Can be. However, the fact that it exists opens the door to a whole class of
weird and hard-to-pin-down crashes (and possible vulnerabilities) that simply
don't happen if you don't (or can't) do it.

But that wasn't my point. My point was that if you consider lack of pointer
arithmetic, garbage collection, and other features to be a selling point of
higher-level languages, you can do all that in C, and you can make it _almost_
automatic in C++.
I'm not sold on this. I don't think I've had any buffer overflows in my
code in years. It's pretty easy -- if I'm about to use a buffer, I make
sure I know what I'm using it for and that I cap any copies and/or report
failure if there's not enough space.

My favorite example is here:

http://joelonsoftware.com/articles/fog0000000319.html

I like this both for the ludicrous example, when he finally decides to figure
out how much to allocate:

char* bigString;
int i = 0;
i = strlen("John, ")
+ strlen("Paul, ")
+ strlen("George, ")
+ strlen("Joel ");
bigString = (char*) malloc (i + 1);

...and for the ludicrous inefficiency. He's going to scan through each string
at least twice, and that's with a customized strcat -- it gets much worse with
the real strcat.

And remember, his next step is:

char *p = bigString;
bigString[0] = '\0';
p = mystrcat(p,"John, ");
p = mystrcat(p,"Paul, ");
p = mystrcat(p,"George, ");
p = mystrcat(p,"Joel ");

It's still a bit sloppy -- that initial null assignment makes me cringe -- but
think about this. Even if you ignore the fact that we've got each string
duplicated here -- let's say they're variables:

int i = 0;
i = strlen(a) + strlen(b) + strlen(c) + strlen(d);
bigString = (char*) malloc (i+1);

char *p = bigString;
bigString[0] = '\0';
p = mystrcat(p,a);
p = mystrcat(p,b);
p = mystrcat(p,c);
p = mystrcat(p,d);

Now suppose you add a string to that, or remove it. If you add it to one place
and not the other, or remove it from one place and not the other, you're
either wasting RAM or hitting a buffer overrun every time.

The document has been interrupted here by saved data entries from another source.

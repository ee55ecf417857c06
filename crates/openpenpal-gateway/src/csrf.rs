//! Double-submit CSRF protection. The token is self-validating:
//! `nonce.expires_unix.signature`, signed with the server HMAC secret, so
//! verification needs no server-side session state. State-changing methods
//! must present a header token equal to the cookie token; both comparisons
//! are constant-time.

use base64::engine::general_purpose::URL_SAFE_NO_PAD;
use base64::Engine;
use chrono::{DateTime, Utc};
use hmac::{Hmac, Mac};
use rand::RngCore;
use sha2::Sha256;

use crate::error::GatewayError;

type HmacSha256 = Hmac<Sha256>;

pub const CSRF_COOKIE: &str = "csrf_token";
pub const CSRF_HEADER: &str = "x-csrf-token";

/// POST/PUT/PATCH/DELETE require a token; GET/HEAD/OPTIONS are exempt.
pub fn requires_csrf(method: &str) -> bool {
    matches!(method, "POST" | "PUT" | "PATCH" | "DELETE")
}

fn signature(secret: &[u8], nonce: &str, expires_unix: i64) -> String {
    let mut mac = HmacSha256::new_from_slice(secret).expect("HMAC accepts any key length");
    mac.update(nonce.as_bytes());
    mac.update(b".");
    mac.update(expires_unix.to_string().as_bytes());
    URL_SAFE_NO_PAD.encode(mac.finalize().into_bytes())
}

pub fn issue(secret: &[u8], now: DateTime<Utc>, ttl_secs: i64) -> String {
    let mut nonce_bytes = [0u8; 16];
    rand::thread_rng().fill_bytes(&mut nonce_bytes);
    let nonce = URL_SAFE_NO_PAD.encode(nonce_bytes);
    let expires_unix = now.timestamp() + ttl_secs;
    let sig = signature(secret, &nonce, expires_unix);
    format!("{nonce}.{expires_unix}.{sig}")
}

fn constant_time_eq(a: &[u8], b: &[u8]) -> bool {
    if a.len() != b.len() {
        return false;
    }
    let mut diff = 0u8;
    for (x, y) in a.iter().zip(b.iter()) {
        diff |= x ^ y;
    }
    diff == 0
}

/// Verifies the header token against the cookie token, the signature, and
/// the expiry. Any failure maps to the same `CsrfMismatch` so a caller
/// can't distinguish forged from expired.
pub fn verify(
    secret: &[u8],
    header_token: &str,
    cookie_token: &str,
    now: DateTime<Utc>,
) -> Result<(), GatewayError> {
    if !constant_time_eq(header_token.as_bytes(), cookie_token.as_bytes()) {
        return Err(GatewayError::CsrfMismatch);
    }

    let mut parts = header_token.splitn(3, '.');
    let (nonce, expires_raw, sig) = match (parts.next(), parts.next(), parts.next()) {
        (Some(n), Some(e), Some(s)) => (n, e, s),
        _ => return Err(GatewayError::CsrfMismatch),
    };
    let expires_unix: i64 = expires_raw.parse().map_err(|_| GatewayError::CsrfMismatch)?;

    let expected = signature(secret, nonce, expires_unix);
    if !constant_time_eq(expected.as_bytes(), sig.as_bytes()) {
        return Err(GatewayError::CsrfMismatch);
    }

    if now.timestamp() > expires_unix {
        return Err(GatewayError::CsrfMismatch);
    }

    Ok(())
}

Then again, this kind of malloc is probably inefficient, as the article points
out. Instead, you probably want to allocate some power of 2 -- at which point,
you want to make sure you've always allocated a power of two that's more than
you need, not less than you need.

Are you sure you never make a mistake here?

Because this is the kind of thing that I don't have to think about. Yes, it's
less efficient, but if I have a bunch of strings in Ruby, I can just do this:

big_string = a + b + c + d

There are other, more efficient ways, like:

big_string = a.dup << b << c << d

or

big_string = "#{a}#{b}#{c}#{d}"

The point is, though, while these have varying degrees of efficiency, none of
them have the possibility that I'll forget something and open myself up to a
vulnerability or a crash. Worst case, I waste a bit of RAM, and 100% of the
RAM I waste here can be garbage-collected later, whereas in C, if I waste it,
it's wasted, possibly even leaked.

So not only is it ridiculously easier, it's also safer.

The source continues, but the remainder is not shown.